L'invention d'un nouveau terme m'a toujours fait à la fois rigolé et énervé :

on invente un terme et après on se casse la tête pour savoir ce qu'il veut dire, à le définir comme si on l'avait inventé sans savoir ce que c'était.

C'est ainsi que certains inventent leur propre science pour avoir le droit d'exister de manière singulière.

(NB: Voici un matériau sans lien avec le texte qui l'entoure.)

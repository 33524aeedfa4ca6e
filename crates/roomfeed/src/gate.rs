//! Route guards driven by auth state and profile registration.
//!
//! Every check reads the current auth state afresh, and [`AuthWatcher`]
//! observes every sign-in and sign-out for as long as it is held.

use roomfeed_core::{AuthProvider, AuthUser, CollectionPath, DocumentStore, FeedError, Result};
use std::sync::Arc;
use tokio::sync::watch;
use tracing::debug;

#[derive(Debug, Clone, Copy, PartialEq, Eq, Hash)]
pub enum Route {
    Home,
    Login,
    Register,
}

impl Route {
    pub fn path(&self) -> &'static str {
        match self {
            Route::Home => "/",
            Route::Login => "/login",
            Route::Register => "/register",
        }
    }
}

#[derive(Debug, Clone, Copy, PartialEq, Eq, Hash)]
pub enum Guard {
    /// Signed-in users only
    RequireAuth,
    /// Signed-in users with a registered profile
    RequireProfile,
    /// Login screen: signed-in users are sent home
    GuestOnly,
    /// Registration screen: signed-in users without a profile
    UnregisteredOnly,
}

#[derive(Debug, Clone, Copy, PartialEq, Eq)]
pub enum Access {
    Granted,
    Redirect(Route),
}

pub struct AuthGate {
    auth: Arc<dyn AuthProvider>,
    store: Arc<dyn DocumentStore>,
    users: CollectionPath,
}

impl AuthGate {
    pub fn new(
        auth: Arc<dyn AuthProvider>,
        store: Arc<dyn DocumentStore>,
        users: CollectionPath,
    ) -> Self {
        Self { auth, store, users }
    }

    pub async fn is_authenticated(&self) -> Result<bool> {
        Ok(self.auth.current_user().await?.is_some())
    }

    /// Whether the signed-in user has a profile. Always false when signed out.
    pub async fn has_profile(&self) -> Result<bool> {
        match self.auth.current_user().await? {
            Some(user) => self.profile_exists(&user).await,
            None => Ok(false),
        }
    }

    pub async fn check(&self, guard: Guard) -> Result<Access> {
        let user = self.auth.current_user().await?;
        let access = match (guard, user) {
            (Guard::GuestOnly, Some(_)) => Access::Redirect(Route::Home),
            (Guard::GuestOnly, None) => Access::Granted,
            (_, None) => Access::Redirect(Route::Login),
            (Guard::RequireAuth, Some(_)) => Access::Granted,
            (Guard::RequireProfile, Some(user)) => {
                if self.profile_exists(&user).await? {
                    Access::Granted
                } else {
                    Access::Redirect(Route::Register)
                }
            }
            (Guard::UnregisteredOnly, Some(user)) => {
                if self.profile_exists(&user).await? {
                    Access::Redirect(Route::Home)
                } else {
                    Access::Granted
                }
            }
        };
        debug!("{:?} -> {:?}", guard, access);
        Ok(access)
    }

    async fn profile_exists(&self, user: &AuthUser) -> Result<bool> {
        Ok(self.store.get(&self.users, &user.uid).await?.is_some())
    }
}

/// Persistent view of the auth state
#[derive(Debug, Clone)]
pub struct AuthWatcher {
    rx: watch::Receiver<Option<AuthUser>>,
}

impl AuthWatcher {
    pub fn new(rx: watch::Receiver<Option<AuthUser>>) -> Self {
        Self { rx }
    }

    pub fn current(&self) -> Option<AuthUser> {
        self.rx.borrow().clone()
    }

    /// Wait for the next sign-in or sign-out and return the new state.
    pub async fn changed(&mut self) -> Result<Option<AuthUser>> {
        self.rx
            .changed()
            .await
            .map_err(|_| FeedError::InvalidState("auth provider dropped".to_string()))?;
        Ok(self.rx.borrow_and_update().clone())
    }

    /// Wait until someone is signed in.
    pub async fn signed_in(&mut self) -> Result<AuthUser> {
        let state = self
            .rx
            .wait_for(|user| user.is_some())
            .await
            .map_err(|_| FeedError::InvalidState("auth provider dropped".to_string()))?;
        state.clone().ok_or(FeedError::Unauthenticated)
    }

    /// Wait until nobody is signed in.
    pub async fn signed_out(&mut self) -> Result<()> {
        self.rx
            .wait_for(|user| user.is_none())
            .await
            .map_err(|_| FeedError::InvalidState("auth provider dropped".to_string()))?;
        Ok(())
    }
}

#[cfg(test)]
mod tests {
    use super::*;
    use roomfeed_memory::MemoryBackend;
    use serde_json::json;

    fn gate(backend: &MemoryBackend) -> AuthGate {
        let backend = Arc::new(backend.clone());
        AuthGate::new(backend.clone(), backend, CollectionPath::new("users"))
    }

    async fn register(backend: &MemoryBackend, uid: &str) {
        let fields = match json!({"name": "Tech", "iconImageUrl": "https://example.com/i.png"}) {
            serde_json::Value::Object(map) => map,
            _ => unreachable!(),
        };
        backend
            .set(&CollectionPath::new("users"), uid, fields)
            .await
            .unwrap();
    }

    #[tokio::test]
    async fn test_signed_out() {
        let backend = MemoryBackend::new();
        let gate = gate(&backend);

        assert!(!gate.is_authenticated().await.unwrap());
        assert!(!gate.has_profile().await.unwrap());
        assert_eq!(gate.check(Guard::GuestOnly).await.unwrap(), Access::Granted);
        for guard in [Guard::RequireAuth, Guard::RequireProfile, Guard::UnregisteredOnly] {
            assert_eq!(
                gate.check(guard).await.unwrap(),
                Access::Redirect(Route::Login)
            );
        }
    }

    #[tokio::test]
    async fn test_signed_in_without_profile() {
        let backend = MemoryBackend::new();
        let gate = gate(&backend);
        backend.sign_in("tech-user");

        assert_eq!(gate.check(Guard::RequireAuth).await.unwrap(), Access::Granted);
        assert_eq!(
            gate.check(Guard::RequireProfile).await.unwrap(),
            Access::Redirect(Route::Register)
        );
        assert_eq!(
            gate.check(Guard::UnregisteredOnly).await.unwrap(),
            Access::Granted
        );
        assert_eq!(
            gate.check(Guard::GuestOnly).await.unwrap(),
            Access::Redirect(Route::Home)
        );
    }

    #[tokio::test]
    async fn test_registered() {
        let backend = MemoryBackend::new();
        let gate = gate(&backend);
        backend.sign_in("tech-user");
        register(&backend, "tech-user").await;

        assert!(gate.has_profile().await.unwrap());
        assert_eq!(gate.check(Guard::RequireProfile).await.unwrap(), Access::Granted);
        assert_eq!(
            gate.check(Guard::UnregisteredOnly).await.unwrap(),
            Access::Redirect(Route::Home)
        );
    }

    #[tokio::test]
    async fn test_checks_follow_later_sign_out() {
        let backend = MemoryBackend::new();
        let gate = gate(&backend);
        backend.sign_in("tech-user");
        assert_eq!(gate.check(Guard::RequireAuth).await.unwrap(), Access::Granted);

        backend.sign_out();
        assert_eq!(
            gate.check(Guard::RequireAuth).await.unwrap(),
            Access::Redirect(Route::Login)
        );
    }

    #[tokio::test]
    async fn test_watcher_sees_every_transition() {
        let backend = MemoryBackend::new();
        let mut watcher = AuthWatcher::new(backend.watch());
        assert!(watcher.current().is_none());

        backend.sign_in("a");
        assert_eq!(watcher.changed().await.unwrap().unwrap().uid, "a");
        backend.sign_out();
        assert!(watcher.changed().await.unwrap().is_none());
        backend.sign_in("b");
        assert_eq!(watcher.signed_in().await.unwrap().uid, "b");
    }

    #[test]
    fn test_route_paths() {
        assert_eq!(Route::Home.path(), "/");
        assert_eq!(Route::Login.path(), "/login");
        assert_eq!(Route::Register.path(), "/register");
    }
}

Par exemple il y a le même problème pour la théorie du genre. Je suis allé l'an passé à une série de conférence sur le sujet, sujet dont on parle régulièrement dans les médias sans jamais entendre la définition exacte du mot "genre". Et bien dans cette série de conf. le défi actuel de ces chercheurs spécialisés était d'essayer de donner une définition à ce mot "genre" C'est complétement surréaliste.

ça me rappelle aussi l'expression "Je suis Charlie" inventée par un internaute pour en faire un slogan unificateur. Et bien qu'a-t-on eu dans les média par la suite ? : des heures entières à essayer de définir le slogan avec des polémiques telles que "peut-on ne pas être Charlie ?", "peut-on être contre Charlie Hebdo mais quand même être Charlie"...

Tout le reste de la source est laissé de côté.